What does the gold-silver ratio signal in today's macro regime?

The macro-regime panel above places the current reading in context. Because silver straddles monetary and industrial demand, the ratio is most informative read against the growth and financial-conditions backdrop. A high ratio during a period of growth anxiety or financial stress has historically reflected gold leading while silver's industrial side lags — a defensive configuration. A low or falling ratio during a reflationary, growth-friendly stretch has tended to reflect silver outrunning gold as industrial demand and risk appetite improve.

This is context, not a forecast. The regime overlay helps you judge whether the current level fits the broader environment or stands apart from it. Historically, extreme readings in either direction have tended to revert as silver's volatility reasserts itself, but the timing has never been mechanical, and MacroRadar presents the ratio as relative context rather than a tool for calling the metals' next move.

Why does the gold-silver ratio matter for long-term investors?

Investors who hold precious metals often own both gold and silver, and the ratio is the clearest single gauge of their relative value. Because the two metals respond to overlapping but distinct forces, the ratio also doubles as a barometer of where the market sits between fear and optimism: a wide ratio leans defensive, a narrow one leans reflationary. That makes it a useful cross-check on the broader risk environment, not just a precious-metals curiosity.

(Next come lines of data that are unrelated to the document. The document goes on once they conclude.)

use serde::{Deserialize, Serialize};

use crate::expr::Expr;

/// Defines stimuli and the markup they render to
#[derive(Debug, Clone, PartialEq, Serialize, Deserialize)]
#[serde(tag = "template", rename_all = "snake_case")]
pub enum StimulusTemplate {
    Blank,
    Text {
        text: Expr,
        #[serde(default = "default_color")]
        color: Expr,
    },
    /// `shape` is one of square, circle, triangle.
    Symbol {
        shape: Expr,
        #[serde(default = "default_color")]
        color: Expr,
    },
    /// Target arrow surrounded by `flankers` distractor arrows on each side.
    /// Directions accept left/right and l/r in either case.
    Flanker {
        direction: Expr,
        distractor: Expr,
        #[serde(default = "default_flankers")]
        flankers: usize,
        #[serde(default = "default_color")]
        color: Expr,
    },
    Html {
        html: Expr,
    },
}

fn default_color() -> Expr {
    Expr::lit("white")
}

fn default_flankers() -> usize {
    2
}

impl StimulusTemplate {
    pub fn text(text: impl Into<Expr>, color: impl Into<Expr>) -> Self {
        StimulusTemplate::Text {
            text: text.into(),
            color: color.into(),
        }
    }

    pub fn symbol(shape: impl Into<Expr>, color: impl Into<Expr>) -> Self {
        StimulusTemplate::Symbol {
            shape: shape.into(),
            color: color.into(),
        }
    }

    pub fn flanker(direction: impl Into<Expr>, distractor: impl Into<Expr>, flankers: usize) -> Self {
        StimulusTemplate::Flanker {
            direction: direction.into(),
            distractor: distractor.into(),
            flankers,
            color: default_color(),
        }
    }

    /// The HTML shown on screen, as a derivation over the template parts.
    pub fn markup(&self) -> Expr {
        match self {
            StimulusTemplate::Blank => Expr::lit(""),
            StimulusTemplate::Text { text, color } => Expr::concat([
                Expr::lit("<div style='color:"),
                color.clone(),
                Expr::lit("'>"),
                text.clone(),
                Expr::lit("</div>"),
            ]),
            StimulusTemplate::Symbol { shape, color } => Expr::concat([
                Expr::lit("<div style='"),
                Expr::lookup(
                    shape.clone(),
                    [
                        ("square", "width:120px;height:120px;"),
                        ("circle", "width:120px;height:120px;border-radius:50%;"),
                        (
                            "triangle",
                            "width:120px;height:104px;clip-path:polygon(50% 0,100% 100%,0 100%);",
                        ),
                    ],
                ),
                Expr::lit("margin:auto;background-color:"),
                color.clone(),
                Expr::lit("'></div>"),
            ]),
            StimulusTemplate::Flanker {
                direction,
                distractor,
                flankers,
                color,
            } => Expr::concat([
                Expr::lit("<div style='color:"),
                color.clone(),
                Expr::lit("'>"),
                Expr::repeat(arrow(distractor), *flankers),
                arrow(direction),
                Expr::repeat(arrow(distractor), *flankers),
                Expr::lit("</div>"),
            ]),
            StimulusTemplate::Html { html } => html.clone(),
        }
    }

    /// Named template parameters, echoed alongside the rendered markup.
    pub fn parts(&self) -> Vec<(&'static str, &Expr)> {
        match self {
            StimulusTemplate::Blank => Vec::new(),
            StimulusTemplate::Text { text, color } => vec![("text", text), ("color", color)],
            StimulusTemplate::Symbol { shape, color } => vec![("shape", shape), ("color", color)],
            StimulusTemplate::Flanker {
                direction,
                distractor,
                color,
                ..
            } => vec![
                ("direction", direction),
                ("distractor", distractor),
                ("color", color),
            ],
            StimulusTemplate::Html { .. } => Vec::new(),
        }
    }

    pub fn is_blank(&self) -> bool {
        matches!(self, StimulusTemplate::Blank)
    }
}

fn arrow(direction: &Expr) -> Expr {
    Expr::lookup(
        direction.clone(),
        [
            ("left", "&lt;"),
            ("l", "&lt;"),
            ("L", "&lt;"),
            ("LEFT", "&lt;"),
            ("right", "&gt;"),
            ("r", "&gt;"),
            ("R", "&gt;"),
            ("RIGHT", "&gt;"),
        ],
    )
}
use thiserror::Error;

#[derive(Error, Debug)]
pub enum CompileError {
    #[error(transparent)]
    Invalid(#[from] cogex_core::Error),

    #[error("unsupported save format for `{0}`: only .json or .csv")]
    UnsupportedSaveFormat(String),
}

pub type Result<T> = std::result::Result<T, CompileError>;
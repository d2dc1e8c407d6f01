//! Post-trial scoring.

use cogex_core::expr::strict_eq;
use cogex_core::trial::TRIAL_TYPE;
use cogex_core::{Error, EvalContext, TrialResult, TrialSpec};
use serde_json::Value;

use crate::presentation::{Capture, Presentation};

/// Strict equality between the expected key and the captured response. No
/// response is captured as the empty string, so a trial expecting no input
/// is correct exactly when nothing was pressed.
pub fn is_correct(expected: &Value, response: Option<&str>) -> bool {
    strict_eq(expected, &Value::from(response.unwrap_or("")))
}

/// Builds the result record for a finished trial. The expected key is
/// derived again from the trial definition against the same context the
/// trial was rendered with.
pub fn score(
    spec: &TrialSpec,
    ctx: &EvalContext<'_>,
    presentation: &Presentation,
    capture: &Capture,
    trial_index: usize,
    time_elapsed: u64,
) -> Result<TrialResult, Error> {
    let expected = spec.expected_response().evaluate(ctx)?;
    let correct = is_correct(&expected, capture.response.as_deref());

    Ok(TrialResult {
        trial_index,
        trial_type: TRIAL_TYPE.to_string(),
        stimulus: presentation.stimulus.clone(),
        response: capture.response.clone(),
        rt: capture.rt_ms,
        correct,
        time_elapsed,
        echo: presentation.echo(),
    })
}
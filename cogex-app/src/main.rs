mod app;
mod cli;

use clap::Parser;
use tracing_subscriber::{EnvFilter, fmt};

use crate::cli::Cli;

fn main() -> anyhow::Result<()> {
    let cli = Cli::parse();

    let filter = match cli.verbose {
        0 => EnvFilter::try_from_default_env().unwrap_or_else(|_| EnvFilter::new("warn")),
        1 => EnvFilter::new("info"),
        _ => EnvFilter::new("debug"),
    };
    fmt()
        .with_env_filter(filter)
        .with_target(false)
        .with_writer(std::io::stderr)
        .init();

    app::run(cli.command)
}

It works best as long-run context rather than a timing device. Pairing the ratio's level with the macro regime shown on the page helps frame whether silver looks historically cheap or rich relative to gold and what kind of environment that has tended to accompany. Treat it as one input among many. It is a historical indicator, not investment advice.

Frequently Asked Questions

What is the gold-silver ratio?

It is the price of one troy ounce of gold divided by the price of one troy ounce of silver. The result tells you how many ounces of silver it takes to buy a single ounce of gold. Unlike most charts on MacroRadar, it is shown as the actual ratio rather than rebased to 100.

What is a high or low gold-silver ratio?

Over modern history the ratio has mostly ranged between roughly 40 and 100, spiking above 100 during stress periods like early 2020 and falling toward 40 when silver runs hot. A high ratio is often read as silver being cheap relative to gold, and a low ratio the reverse, though there is no fixed 'fair' level.

Why do gold and silver diverge?

Both are precious metals, but silver has far more industrial demand, so it behaves partly like an economically sensitive commodity while gold trades more as a monetary and safe-haven asset. That difference is what makes the ratio move.

How far back does this chart go?

The silver leg here begins in 2000, which sets the common history with gold. MacroRadar presents this as a historical indicator, not investment advice.